I didn't end up spending my vacation sitting at home after all. Yesterday we got in Rabbit and took a short trip north to Prescott, where I dropped off my Technics C01 series amp, preamp, and tuner to a guy there who does restorations on vintage audio gear. He came highly recommended, and even though don't expect to get the stuff back before the end of summer, I'm sure it will sing.

I originally found him because I was looking for a tech to give my new-to-me Kenwood receiver a thorough going-over, and I couldn't find any local specialists. A brief inquiry on Audiokarma and I was given Randy's name. After a few back-and-forth emails we agreed on a price and since I was "local" I could simply drop the unit off to avoid shipping charges.

The more I thought about it, however, the more I realized after several weeks of listening that there's really nothing wrong with the Kenwood, and if anything was in need of repair, it was the Technics stuff I got back in 2018. All this stuff is now over 40 years old and undoubtedly needs adjustments and parts replacements, but the Technics were more in need through my direct observation of bulging capacitors in the power amp. (The Kenwood looked fine after a thorough visual inspection.)

So that's what we did. Also meeting the guy in person helped assure me that my Technics were in good hands.

I'd forgotten what a hike it was to get to Prescott. I swear the town itself is as far from I-17 as the turnoff from I-17 to Prescott is from Phoenix.

After dropping off the components at Randy's home/shop, we headed back, grabbing lunch at a barbecue place on SR69.

I'm now officially two thirds of the way through my vacation, and I am not looking forward to Monday—especially since it's the first day of being physically back in the office on an alternating weekly schedule of 3 days a week in office followed by 2 days a week in office (the remainder being WFH).

As of today, 977 work days total—not counting vacation and or personal leave days—until I can GTFO of the workforce and start drawing full Social Security.

63.

Today marks 63 trips around the sun for me. Honestly, I never thought I'd make it this long.

With friends dropping around me in the 80s and 90s, I often questioned whether or not I'd make it. I mean, my sexual history was anything but pristine, so my continued survival was not a given all things considered.

"And yet, she persisted."

When I was in first grade, one night before I fell asleep I figured out how old I'd be in the year 2000. (My math skills were next to non existent at the time so I just counted off the years and my corresponding age.) When I arrived at the answer it seemed so old. As I grew, 2000—with visions of moon bases and manned missions to Jupiter always dancing in my head—always seemed so far off.

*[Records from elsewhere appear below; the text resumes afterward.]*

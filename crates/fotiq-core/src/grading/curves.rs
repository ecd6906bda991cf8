//! Point tone curve: monotone cubic interpolation baked to a 256-entry LUT.
//!
//! # Algorithm
//! Fritsch–Carlson (1980) monotone piecewise cubic Hermite interpolation.
//! Secant slopes between sorted control points seed the tangents; interior
//! tangents are zeroed at local extrema and averaged elsewhere, then each
//! segment's tangents are rescaled so `α² + β² ≤ 9`. The resulting curve
//! never overshoots its control points, so a monotone control set yields a
//! monotone LUT.
//!
//! # Complexity
//! - Solve: O(N log N) sort + O(256) evaluation

use serde::{Deserialize, Serialize};

/// Number of entries in a baked curve LUT.
pub const LUT_SIZE: usize = 256;

const MAX_VALUE: f32 = (LUT_SIZE - 1) as f32;

/// A control point in curve space, both axes in `[0, 255]`.
#[derive(Debug, Clone, Copy, PartialEq, Serialize, Deserialize)]
pub struct CurvePoint {
    pub x: f32,
    pub y: f32,
}

impl CurvePoint {
    pub const fn new(x: f32, y: f32) -> Self {
        Self { x, y }
    }
}

/// Solve a monotone cubic through `points` and sample it at every integer
/// input `0..=255`. Output values are normalized to `[0, 1]`.
///
/// Points need not be sorted. Inputs left of the first point or right of the
/// last hold that point's value. Zero points produce an all-zero table.
pub fn solve(points: &[CurvePoint]) -> [f32; LUT_SIZE] {
    let mut lut = [0.0; LUT_SIZE];
    if points.is_empty() {
        return lut;
    }

    let mut pts = points.to_vec();
    pts.sort_by(|a, b| a.x.total_cmp(&b.x));
    let n = pts.len();

    let secants: Vec<f32> = pts
        .windows(2)
        .map(|w| {
            let dx = w[1].x - w[0].x;
            if dx == 0.0 { 0.0 } else { (w[1].y - w[0].y) / dx }
        })
        .collect();

    let mut tangents = vec![0.0_f32; n];
    if n > 1 {
        tangents[0] = secants[0];
        tangents[n - 1] = secants[n - 2];
        for i in 1..n - 1 {
            let (left, right) = (secants[i - 1], secants[i]);
            tangents[i] = if left * right <= 0.0 {
                0.0
            } else {
                (left + right) * 0.5
            };
        }
    }

    for (i, &secant) in secants.iter().enumerate() {
        if secant == 0.0 {
            tangents[i] = 0.0;
            tangents[i + 1] = 0.0;
            continue;
        }
        let alpha = tangents[i] / secant;
        let beta = tangents[i + 1] / secant;
        let sum = alpha * alpha + beta * beta;
        if sum > 9.0 {
            let tau = 3.0 / sum.sqrt();
            tangents[i] = tau * alpha * secant;
            tangents[i + 1] = tau * beta * secant;
        }
    }

    let first = pts[0];
    let last = pts[n - 1];
    let mut k = 0;
    for (i, slot) in lut.iter_mut().enumerate() {
        let x = i as f32;
        let y = if x <= first.x {
            first.y
        } else if x >= last.x {
            last.y
        } else {
            while k + 1 < n - 1 && pts[k + 1].x <= x {
                k += 1;
            }
            hermite(&pts, &tangents, k, x)
        };
        *slot = y.clamp(0.0, MAX_VALUE) / MAX_VALUE;
    }
    lut
}

fn hermite(pts: &[CurvePoint], tangents: &[f32], k: usize, x: f32) -> f32 {
    let (p0, p1) = (pts[k], pts[k + 1]);
    let dx = p1.x - p0.x;
    if dx == 0.0 {
        return p0.y;
    }
    let t = (x - p0.x) / dx;
    let t2 = t * t;
    let t3 = t2 * t;
    let h00 = 2.0 * t3 - 3.0 * t2 + 1.0;
    let h10 = t3 - 2.0 * t2 + t;
    let h01 = -2.0 * t3 + 3.0 * t2;
    let h11 = t3 - t2;
    h00 * p0.y + h10 * dx * tangents[k] + h01 * p1.y + h11 * dx * tangents[k + 1]
}

/// The identity table `lut[i] = i / 255`.
pub fn identity_lut() -> [f32; LUT_SIZE] {
    std::array::from_fn(|i| i as f32 / MAX_VALUE)
}

/// Look up a normalized value in a baked table with linear interpolation.
pub fn lut_lookup(lut: &[f32; LUT_SIZE], value: f32) -> f32 {
    let pos = value.clamp(0.0, 1.0) * MAX_VALUE;
    let lo = pos.floor() as usize;
    let hi = (lo + 1).min(LUT_SIZE - 1);
    let frac = pos - lo as f32;
    lut[lo] + (lut[hi] - lut[lo]) * frac
}

/// User-editable tone curve. The LUT is always derived from `points`.
///
/// Serializes only its control points; deserializing re-solves the LUT.
#[derive(Debug, Clone, PartialEq, Serialize, Deserialize)]
#[serde(from = "CurveRepr", into = "CurveRepr")]
pub struct ToneCurve {
    points: Vec<CurvePoint>,
    lut: [f32; LUT_SIZE],
}

#[derive(Serialize, Deserialize)]
struct CurveRepr {
    points: Vec<CurvePoint>,
}

impl From<CurveRepr> for ToneCurve {
    fn from(repr: CurveRepr) -> Self {
        Self::new(repr.points)
    }
}

impl From<ToneCurve> for CurveRepr {
    fn from(curve: ToneCurve) -> Self {
        Self {
            points: curve.points,
        }
    }
}

impl Default for ToneCurve {
    /// Two pinned anchors, `(0, 0)` and `(255, 255)`.
    fn default() -> Self {
        Self::new(vec![
            CurvePoint::new(0.0, 0.0),
            CurvePoint::new(MAX_VALUE, MAX_VALUE),
        ])
    }
}

impl ToneCurve {
    /// Build a curve from arbitrary points.
    ///
    /// Non-finite points are dropped and coordinates are clamped to
    /// `[0, 255]`. Missing anchors at `x = 0` and `x = 255` are inserted
    /// with their identity value, so an empty list yields the identity curve.
    pub fn new(points: Vec<CurvePoint>) -> Self {
        let mut points: Vec<CurvePoint> = points
            .into_iter()
            .filter(|p| p.x.is_finite() && p.y.is_finite())
            .map(|p| CurvePoint::new(p.x.clamp(0.0, MAX_VALUE), p.y.clamp(0.0, MAX_VALUE)))
            .collect();
        points.sort_by(|a, b| a.x.total_cmp(&b.x));
        if points.first().is_none_or(|p| p.x > 0.0) {
            tracing::debug!("tone curve missing black anchor, inserting (0, 0)");
            points.insert(0, CurvePoint::new(0.0, 0.0));
        }
        if points.last().is_none_or(|p| p.x < MAX_VALUE) {
            tracing::debug!("tone curve missing white anchor, inserting (255, 255)");
            points.push(CurvePoint::new(MAX_VALUE, MAX_VALUE));
        }
        let lut = solve(&points);
        Self { points, lut }
    }

    fn rebuild(&mut self) {
        self.lut = solve(&self.points);
    }

    /// Control points, sorted by x.
    pub fn points(&self) -> &[CurvePoint] {
        &self.points
    }

    /// Baked LUT, normalized to `[0, 1]`.
    pub fn lut(&self) -> &[f32; LUT_SIZE] {
        &self.lut
    }

    /// Whether the baked LUT maps every entry to itself.
    pub fn is_identity(&self) -> bool {
        self.lut
            .iter()
            .enumerate()
            .all(|(i, v)| (v - i as f32 / MAX_VALUE).abs() < 1e-6)
    }

    /// Apply the curve to a normalized channel value.
    pub fn evaluate(&self, value: f32) -> f32 {
        lut_lookup(&self.lut, value)
    }

    fn is_anchor(&self, index: usize) -> bool {
        index == 0 || index + 1 == self.points.len()
    }

    /// Move a point. Anchors keep their x; interior points stay between
    /// their neighbors. Returns `false` when `index` is out of range.
    pub fn move_point(&mut self, index: usize, x: f32, y: f32) -> bool {
        if index >= self.points.len() || !x.is_finite() || !y.is_finite() {
            return false;
        }
        let new_x = if self.is_anchor(index) {
            self.points[index].x
        } else {
            x.clamp(self.points[index - 1].x, self.points[index + 1].x)
        };
        self.points[index] = CurvePoint::new(new_x, y.clamp(0.0, MAX_VALUE));
        self.rebuild();
        true
    }

    /// Insert a point strictly between the anchors. Returns its index.
    pub fn add_point(&mut self, x: f32, y: f32) -> Option<usize> {
        if !x.is_finite() || !y.is_finite() || self.points.len() < 2 {
            return None;
        }
        let first = self.points[0].x;
        let last = self.points[self.points.len() - 1].x;
        if x <= first || x >= last {
            return None;
        }
        let index = self.points.partition_point(|p| p.x <= x);
        self.points
            .insert(index, CurvePoint::new(x, y.clamp(0.0, MAX_VALUE)));
        self.rebuild();
        Some(index)
    }

    /// Remove an interior point. Anchors cannot be removed.
    pub fn remove_point(&mut self, index: usize) -> bool {
        if index >= self.points.len() || self.is_anchor(index) {
            return false;
        }
        self.points.remove(index);
        self.rebuild();
        true
    }
}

When 2000 dawned, I remember walking down Market Street on the way to work on New Year's Day (because computers were expected to crash across the planet with the coming of the new year) and I thought, "So…this is what 2000 looks like. Not much different from 1999—or any other year for that matter.

What came after that imagined future I couldn't even begin to comprehend if someone had told me. Cancer came out of left field three years later, but I had no doubt I would beat it into remission, and I did. My most recent PET scan a couple months ago remains all clear.

But now that we're 21 years beyond 2000 I know that after everything the world has been through, this is not anything I could've remotely imagined; much less that there still would be no moon bases or manned missions to Jupiter—and that we'd still be dealing with the same racial crap we were in the 1960s.

The funny thing is, I now have this feeling that something—something big—is about to happen. Maybe it's only because of all the shit Ben and I have gone through over the past six months and it's the post-traumatic "waiting for the other shoe to drop" sensation. But is it going to be something good or bad? That's unclear. All I know is as I enter my sixty-fourth year on this planet, we're all due for something amazingly good to happen, both personally and collectively.

This Was Not on My Bingo Card

I woke up two days ago with some minor pain on my right side. I didn't think much of it, attributing it to sleeping wrong on a pillow that was probably due for replacement. I tried a different pillow that night and woke up yesterday in the same situation. By mid-morning it was hurting to take any large breaths. By mid afternoon the pain had moved from my side to my chest, just right of the sternum and it started coming in waves; it wasn't just when taking deep breaths. It was the worst pain I'd ever felt since passing those kidney stones 13 years ago. I didn't think it was a heart attack because I had none of the other symptoms (numbness, tingling, shooting pain down my arm) but something was definitely amiss and Ben left work early to take me to the ER.

TLDR, after numerous tests and scans, it was not a heart attack, or—as my intake doctor and my nurse friend Cindy posited—gallbladder related. It is (probably aspiration) pneumonia. They started me on IV antibiotics this morning and I'm feeling a lot better already, but I'll still be holed up here for at least another 24 hours…

More to follow, I'm sure.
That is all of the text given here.